NOD2, RIP2 and IRF5 Play a Critical Role in the Type I Interferon Response to Mycobacterium tuberculosis (original) (raw)
Figure 7
Mtb-induced type I IFN response is Tbk1-dependent and mediated through both Irf3 and Irf5.
A. _M. tuberculosis_-induced type I IFN response is Tbk1-dependent and only partially mediated through Irf3. BMDM derived from wt, irf3−/− and tbk1−/−tnfr1−/− mice and littermate controls were infected with virulent Mtb H37Rv (Rv) at an MOI of 10 for 4 h. RNA was harvested and IFNβ mRNA level was quantified using real time PCR. Gene expression is reported as copy number per 1,000 copies of β-actin. Samples were assayed in triplicate; error bars represent the standard deviation. The experiment shown is representative of at least three. B. Co-expression of RIP2 and IRF5 stimulate IFNβ luciferase reporter activity. HEK293T cells were co-transfected with IFNβ-luciferase reporter plasmid (40 ng) together with the indicated concentrations of MyD88, IRF5 and RIP2 expression plasmids. Luciferase activity was measured 24 h later using Dual Luciferase reporter assay system (Promega). Renilla luciferase gene (40 ng) was co-transfected and used as an internal control. Each experiment was repeated three times. Data are expressed as mean±s.d. of three replicates. C. Co-expression of RIP2 and IRF3 does not stimulate IFNβ luciferase reporter activity. HEK293T cells were co-transfected with IFNβ-luciferase reporter plasmid (40 ng) together with the indicated concentrations of IRF5, IRF3 and RIP2 expression plasmids. Luciferase activity was measured 24 h later using Dual Luciferase reporter assay system (Promega). The Renilla luciferase gene (40 ng) was co-transfected and used as an internal control. Each experiment was repeated three times. Data are expressed as mean±s.d. of three replicates. D. Irf5 is required for an optimal type I IFN response upon Mtb infection.
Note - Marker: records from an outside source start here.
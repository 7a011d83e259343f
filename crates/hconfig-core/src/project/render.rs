//! Human and machine renderings of a merged project config.

use std::io;

use serde::Serialize;

use super::schema::ProjectConfig;

/// Labelled, one-field-per-line block used by `hconfig info`.
pub fn render_text(config: &ProjectConfig) -> String {
    let rows: [(&str, String); 13] = [
        ("Project Name", config.project_name.clone()),
        ("Kinsta User Name", config.host_user_name.clone()),
        ("Kinsta IP", config.host_address.clone()),
        ("Kinsta Port - Staging", config.host_port_staging.clone()),
        ("Kinsta Port - Live", config.host_port_live.clone()),
        ("Theme Name", config.theme_name.clone()),
        (
            "Image Size(W x H) - Facade",
            config.image_size_facade.to_string(),
        ),
        (
            "Image Size(W x H) - Floorplan",
            config.image_size_floorplan.to_string(),
        ),
        ("Image Size(W x H) - Lot", config.image_size_lot.to_string()),
        ("Integrator", config.integrator_enabled.to_string()),
        (
            "Integrator Url - Staging",
            config.integrator_url_staging.clone(),
        ),
        ("Integrator Url - Live", config.integrator_url_live.clone()),
        ("Local Codebase", config.local_path.clone()),
    ];

    let mut out = String::from("\n");
    for (label, value) in rows {
        out.push_str(&format!("  {label}: {value}\n"));
    }
    out
}

/// JSON with four-space indentation, matching the repository's own files.
pub fn render_json(config: &ProjectConfig) -> serde_json::Result<String> {
    let mut buf = Vec::new();
    let formatter = serde_json::ser::PrettyFormatter::with_indent(b"    ");
    let mut ser = serde_json::Serializer::with_formatter(&mut buf, formatter);
    config.serialize(&mut ser)?;
    buf.push(b'\n');
    String::from_utf8(buf)
        .map_err(|err| serde_json::Error::io(io::Error::new(io::ErrorKind::InvalidData, err)))
}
BMDM from irf5−/− or control littermates were infected with virulent Mtb H37Rv (Rv) at an MOI of 10, or with Listeria monocytogenes (Lm) strain 10403S (MOI 10) for 4 hours. RNA was harvested and IFNβ mRNA level was quantified by real time-PCR. IFNβ mRNA levels are reported as copy number per 1,000 copies of β-actin. Samples were assayed in triplicate; error bars represent standard deviation. Data shown is representative of at least three independent experiments.